How do you use the Comparison Test to see if #1/(4n^2-1)# converges, n is going to infinity?

1 Answer
Aug 11, 2015

#color(red)(sum_(n=1)^∞ 1/(4n^2-1)" is convergent")#.

Explanation:

#sum_(n=1)^∞ 1/(4n^2-1)#

The limit comparison test states that if #a_n# and #b_n# are series with positive terms and if #lim_(n→∞) (a_n)/(b_n)# is positive and finite, then either both series converge or both diverge.

Let #a_n = 1/(4n^2-1)#

Let's think about the end behaviour of #a_n#.

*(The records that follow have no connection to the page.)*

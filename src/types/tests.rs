
use super::*;

#[test]
fn test_search_request_minimal_json() {
    let req: SemanticSearchRequest = serde_json::from_str(r#"{"query":"main entry point"}"#).unwrap();
    assert_eq!(req.query, "main entry point");
    assert!(req.limit.is_none());
    assert!(req.threshold.is_none());
    assert!(req.languages.is_empty());
    assert!(req.path_prefix.is_none());
}

#[test]
fn test_search_request_with_filters() {
    let json = r#"{
        "query": "parse config",
        "limit": 3,
        "threshold": 0.6,
        "languages": ["Rust"],
        "extensions": ["rs"],
        "path_prefix": "/repo/src"
    }"#;
    let req: SemanticSearchRequest = serde_json::from_str(json).unwrap();
    assert_eq!(req.limit, Some(3));
    assert_eq!(req.threshold, Some(0.6));
    assert_eq!(req.languages, vec!["Rust"]);
    assert_eq!(req.extensions, vec!["rs"]);
    assert_eq!(req.path_prefix.as_deref(), Some("/repo/src"));
}

#[test]
fn test_index_file_request_content_optional() {
    let req: IndexFileRequest = serde_json::from_str(r#"{"path":"src/lib.rs"}"#).unwrap();
    assert!(req.content.is_none());

    let req: IndexFileRequest =
        serde_json::from_str(r#"{"path":"src/lib.rs","content":"fn a() {}"}"#).unwrap();
    assert_eq!(req.content.as_deref(), Some("fn a() {}"));
}

#[test]
fn test_index_directory_request_defaults() {
    let req: IndexDirectoryRequest = serde_json::from_str(r#"{"path":"/repo"}"#).unwrap();
    assert!(req.include_patterns.is_empty());
    assert!(req.exclude_patterns.is_empty());
}

#[test]
fn test_index_directory_response_default() {
    let response = IndexDirectoryResponse::default();
    assert_eq!(response.files_found, 0);
    assert!(!response.cancelled);
    assert!(response.errors.is_empty());
}

#[test]
fn test_search_result_serialization() {
    let result = SearchResult {
        file_path: "src/main.rs".to_string(),
        chunk_index: 2,
        content: "fn main() {}".to_string(),
        similarity_score: 0.82,
        shard_id: 1,
        metadata: ResultMetadata {
            start_line: 10,
            end_line: 12,
            language: "Rust".to_string(),
            function_name: Some("main".to_string()),
        },
    };

    let json = serde_json::to_value(&result).unwrap();
    assert_eq!(json["file_path"], "src/main.rs");
    assert_eq!(json["chunk_index"], 2);
    assert_eq!(json["metadata"]["function_name"], "main");

    let back: SearchResult = serde_json::from_value(json).unwrap();
    assert_eq!(back, result);
}

#[test]
fn test_shard_error_display() {
    let err = ShardError::new(3, "table missing");
    assert_eq!(err.to_string(), "shard 3: table missing");
}

#[test]
fn test_status_response_serialization() {
    let response = IndexStatusResponse {
        ready: true,
        state: "ready".to_string(),
        backend: Some("cpu/feature-hashing".to_string()),
        total_files: 3,
        total_chunks: 7,
        database_size_bytes: 4096,
        last_indexed_at: Some("2026-01-01T00:00:00+00:00".to_string()),
        language_breakdown: vec![LanguageStats {
            language: "TypeScript".to_string(),
            chunk_count: 4,
        }],
    };
    let json = serde_json::to_string(&response).unwrap();
    assert!(json.contains("\"ready\":true"));
    assert!(json.contains("\"total_files\":3"));
}

#[test]
fn test_request_schemas_generate() {
    let schema = schemars::schema_for!(SemanticSearchRequest);
    let json = serde_json::to_string(&schema).unwrap();
    assert!(json.contains("query"));
    assert!(json.contains("threshold"));
}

For large #n#, the denominator #4n^2-1# acts like #4n^2#.

So, for large #n#, #a_n# acts like #1/(4n^2)#.

Let #b_n= 1/n^2#.

Then #lim_(n→∞)a_n/b_n = lim_(n→∞)(1/(4n^2-1))/(1/n^2)= lim_(n→∞)n^2/(4n^2-1) = lim_(n→∞)1/(4-1/n^2) = 1/4#

The limit is both positive and finite, so either #a_n# and #b_n# are both divergent or both are convergent.

But #b_n= 1/n^2# is convergent, so

#a_n = 1/(4n^2-1)# is also convergent.